## Given records
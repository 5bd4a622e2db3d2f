// SPDX-License-Identifier: AGPL-3.0-or-later
//
// Copyright (C) 2026 Relational Network

//! User authorities for authorization.

use std::cmp::Ordering;

use serde::{Deserialize, Serialize};
use utoipa::ToSchema;

/// Authority granted to a user.
///
/// ## Weights
///
/// Privilege comparisons use the explicit weight of each authority, never
/// the declaration order of the variants. `Ord` follows the weight, so
/// `User < Admin < God`.
///
/// | Authority | Weight |
/// |-----------|--------|
/// | `God` | 100 |
/// | `Admin` | 90 |
/// | `Moderator` | 80 |
/// | `Owner` | 70 |
/// | `Manager` | 60 |
/// | `Volunteer` | 50 |
/// | `User` | 10 |
#[derive(Debug, Clone, Copy, PartialEq, Eq, Hash, Serialize, Deserialize, ToSchema)]
#[serde(rename_all = "SCREAMING_SNAKE_CASE")]
pub enum UserAuthority {
    God,
    Admin,
    Moderator,
    Owner,
    Manager,
    Volunteer,
    User,
}

impl UserAuthority {
    pub const ALL: [UserAuthority; 7] = [
        UserAuthority::God,
        UserAuthority::Admin,
        UserAuthority::Moderator,
        UserAuthority::Owner,
        UserAuthority::Manager,
        UserAuthority::Volunteer,
        UserAuthority::User,
    ];

    /// Privilege weight; higher outranks lower.
    pub const fn weight(self) -> u8 {
        match self {
            UserAuthority::God => 100,
            UserAuthority::Admin => 90,
            UserAuthority::Moderator => 80,
            UserAuthority::Owner => 70,
            UserAuthority::Manager => 60,
            UserAuthority::Volunteer => 50,
            UserAuthority::User => 10,
        }
    }

    /// Human readable role name.
    pub const fn display_name(self) -> &'static str {
        match self {
            UserAuthority::God => "God",
            UserAuthority::Admin => "Admin",
            UserAuthority::Moderator => "Moderator",
            UserAuthority::Owner => "Owner",
            UserAuthority::Manager => "Manager",
            UserAuthority::Volunteer => "Volunteer",
            UserAuthority::User => "User",
        }
    }

    /// Compare two authorities by privilege weight.
    pub fn compare_privilege(self, other: UserAuthority) -> Ordering {
        self.cmp(&other)
    }

    /// Check if this authority carries at least the privileges of `required`.
    pub fn has_privilege(self, required: UserAuthority) -> bool {
        self.compare_privilege(required) != Ordering::Less
    }

}

impl Ord for UserAuthority {
    fn cmp(&self, other: &Self) -> Ordering {
        self.weight().cmp(&other.weight())
    }
}

impl PartialOrd for UserAuthority {
    fn partial_cmp(&self, other: &Self) -> Option<Ordering> {
        Some(self.cmp(other))
    }
}

impl Default for UserAuthority {
    /// Authority granted to freshly registered users.
    fn default() -> Self {
        UserAuthority::User
    }
}

impl std::fmt::Display for UserAuthority {
    fn fmt(&self, f: &mut std::fmt::Formatter<'_>) -> std::fmt::Result {
        f.write_str(self.display_name())
    }
}

#[cfg(test)]
mod tests {
    use super::*;

    #[test]
    fn weights_follow_hierarchy() {
        let weights: Vec<u8> = UserAuthority::ALL.iter().map(|a| a.weight()).collect();
        assert_eq!(weights, vec![100, 90, 80, 70, 60, 50, 10]);
    }

    #[test]
    fn admin_outranks_manager() {
        assert!(UserAuthority::Admin.has_privilege(UserAuthority::Manager));
        assert!(UserAuthority::Admin.has_privilege(UserAuthority::Admin));
        assert!(!UserAuthority::Manager.has_privilege(UserAuthority::Admin));
        assert_eq!(
            UserAuthority::Volunteer.compare_privilege(UserAuthority::Owner),
            Ordering::Less
        );
    }

    #[test]
    fn user_only_has_user_privilege() {
        for authority in UserAuthority::ALL {
            let expected = authority == UserAuthority::User;
            assert_eq!(UserAuthority::User.has_privilege(authority), expected);
        }
    }

    #[test]
    fn ordering_follows_privilege() {
        assert!(UserAuthority::User < UserAuthority::God);
        assert!(UserAuthority::Manager < UserAuthority::Admin);
        assert_eq!(UserAuthority::ALL.iter().max(), Some(&UserAuthority::God));

        let mut sorted = UserAuthority::ALL;
        sorted.sort();
        assert_eq!(sorted.first(), Some(&UserAuthority::User));
        assert_eq!(sorted.last(), Some(&UserAuthority::God));
    }

    #[test]
    fn serializes_as_screaming_snake() {
        let json = serde_json::to_string(&UserAuthority::Moderator).unwrap();
        assert_eq!(json, "\"MODERATOR\"");
        assert_eq!(UserAuthority::Moderator.to_string(), "Moderator");
    }

    #[test]
    fn default_authority_is_user() {
        assert_eq!(UserAuthority::default(), UserAuthority::User);
    }
}
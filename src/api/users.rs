// SPDX-License-Identifier: AGPL-3.0-or-later
//
// Copyright (C) 2026 Relational Network

//! User endpoints.

use axum::{
    extract::{rejection::JsonRejection, Path, Query, State},
    http::StatusCode,
    Json,
};
use uuid::Uuid;

use crate::{
    api::{created, ok, Envelope},
    auth::{password::hash_password, require_self_or_authority, Auth, UserAuthority},
    error::{ApiError, MSG_BAD_REQUEST},
    models::{CreateUserRequest, UserConfidentialDto, UserDto, UserFields, UserLookupQuery},
    state::AppState,
};

fn complete(payload: Result<Json<CreateUserRequest>, JsonRejection>) -> Result<UserFields, ApiError> {
    let Json(request) = payload?;
    request
        .into_complete()
        .ok_or_else(|| ApiError::bad_request(MSG_BAD_REQUEST))
}

fn hashed(password: &str) -> Result<String, ApiError> {
    hash_password(password).map_err(|e| {
        tracing::error!(error = %e, "password hashing failed");
        ApiError::internal()
    })
}

/// Look up a user by email or id.
#[utoipa::path(
    get,
    path = "/api/v1/public/user",
    params(UserLookupQuery),
    tag = "Users",
    responses(
        (status = 200, description = "User found", body = UserDto),
        (status = 400, description = "Neither email nor id given"),
        (status = 404, description = "No such user"),
    )
)]
pub async fn get_user(
    State(state): State<AppState>,
    Query(query): Query<UserLookupQuery>,
) -> Result<(StatusCode, Envelope<UserDto>), ApiError> {
    let email = query.email.filter(|e| !e.trim().is_empty());
    let store = state.store.read().await;
    let user = match (email, query.id) {
        (Some(email), _) => store.user_by_email(&email),
        (None, Some(id)) => store.user(id),
        (None, None) => return Err(ApiError::bad_request(MSG_BAD_REQUEST)),
    };
    let user = user.ok_or_else(ApiError::not_found)?;
    Ok(ok(UserDto::from(user)))
}

/// Register a new account with the `User` authority.
#[utoipa::path(
    post,
    path = "/api/v1/public/user",
    request_body = CreateUserRequest,
    tag = "Users",
    responses(
        (status = 201, description = "User registered", body = UserDto),
        (status = 400, description = "Missing fields"),
        (status = 409, description = "Email or phone number is already taken"),
    )
)]
pub async fn register(
    State(state): State<AppState>,
    payload: Result<Json<CreateUserRequest>, JsonRejection>,
) -> Result<(StatusCode, Envelope<UserDto>), ApiError> {
    let fields = complete(payload)?;
    let password_hash = hashed(&fields.password)?;

    let user = state
        .store
        .write()
        .await
        .insert_user(fields, password_hash, [UserAuthority::User])?;
    tracing::info!(user_id = %user.id, "user registered");
    Ok(created(UserDto::from(&user)))
}

/// Get the current authenticated user's account details.
#[utoipa::path(
    get,
    path = "/api/v1/secure/user/me",
    tag = "Users",
    security(("bearer" = [])),
    responses(
        (status = 200, description = "User information", body = UserConfidentialDto),
        (status = 401, description = "Unauthorized - invalid or missing token"),
    )
)]
pub async fn get_current_user(
    State(state): State<AppState>,
    Auth(principal): Auth,
) -> Result<(StatusCode, Envelope<UserConfidentialDto>), ApiError> {
    let store = state.store.read().await;
    let user = store.user(principal.id).ok_or_else(ApiError::not_found)?;
    Ok(ok(UserConfidentialDto::from(user)))
}

#[utoipa::path(
    put,
    path = "/api/v1/secure/user/{id}",
    params(("id" = Uuid, Path, description = "User identifier")),
    request_body = CreateUserRequest,
    tag = "Users",
    security(("bearer" = [])),
    responses(
        (status = 200, description = "User updated", body = UserDto),
        (status = 400, description = "Missing fields or email change"),
        (status = 403, description = "Not the account owner or an administrator"),
        (status = 404, description = "User not found"),
        (status = 409, description = "Phone number is already taken"),
    )
)]
pub async fn update_user(
    State(state): State<AppState>,
    Auth(principal): Auth,
    Path(id): Path<Uuid>,
    payload: Result<Json<CreateUserRequest>, JsonRejection>,
) -> Result<(StatusCode, Envelope<UserDto>), ApiError> {
    require_self_or_authority(&principal, id, UserAuthority::Admin)?;
    let fields = complete(payload)?;
    let password_hash = hashed(&fields.password)?;

    let user = state
        .store
        .write()
        .await
        .update_user(id, fields, password_hash)?;
    Ok(ok(UserDto::from(&user)))
}

#[utoipa::path(
    delete,
    path = "/api/v1/secure/user/{id}",
    params(("id" = Uuid, Path, description = "User identifier")),
    tag = "Users",
    security(("bearer" = [])),
    responses(
        (status = 204, description = "User deleted"),
        (status = 403, description = "Not the account owner or an administrator"),
        (status = 404, description = "User not found"),
    )
)]
pub async fn delete_user(
    State(state): State<AppState>,
    Auth(principal): Auth,
    Path(id): Path<Uuid>,
) -> Result<StatusCode, ApiError> {
    require_self_or_authority(&principal, id, UserAuthority::Admin)?;
    state.store.write().await.delete_user(id)?;
    tracing::info!(user_id = %id, deleted_by = %principal.id, "user deleted");
    Ok(StatusCode::NO_CONTENT)
}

## Assigned task
Return, from the material above, each line holding the string "Deserialize".

## Written solution
use serde::{Deserialize, Serialize};
#[derive(Debug, Clone, Copy, PartialEq, Eq, Hash, Serialize, Deserialize, ToSchema)]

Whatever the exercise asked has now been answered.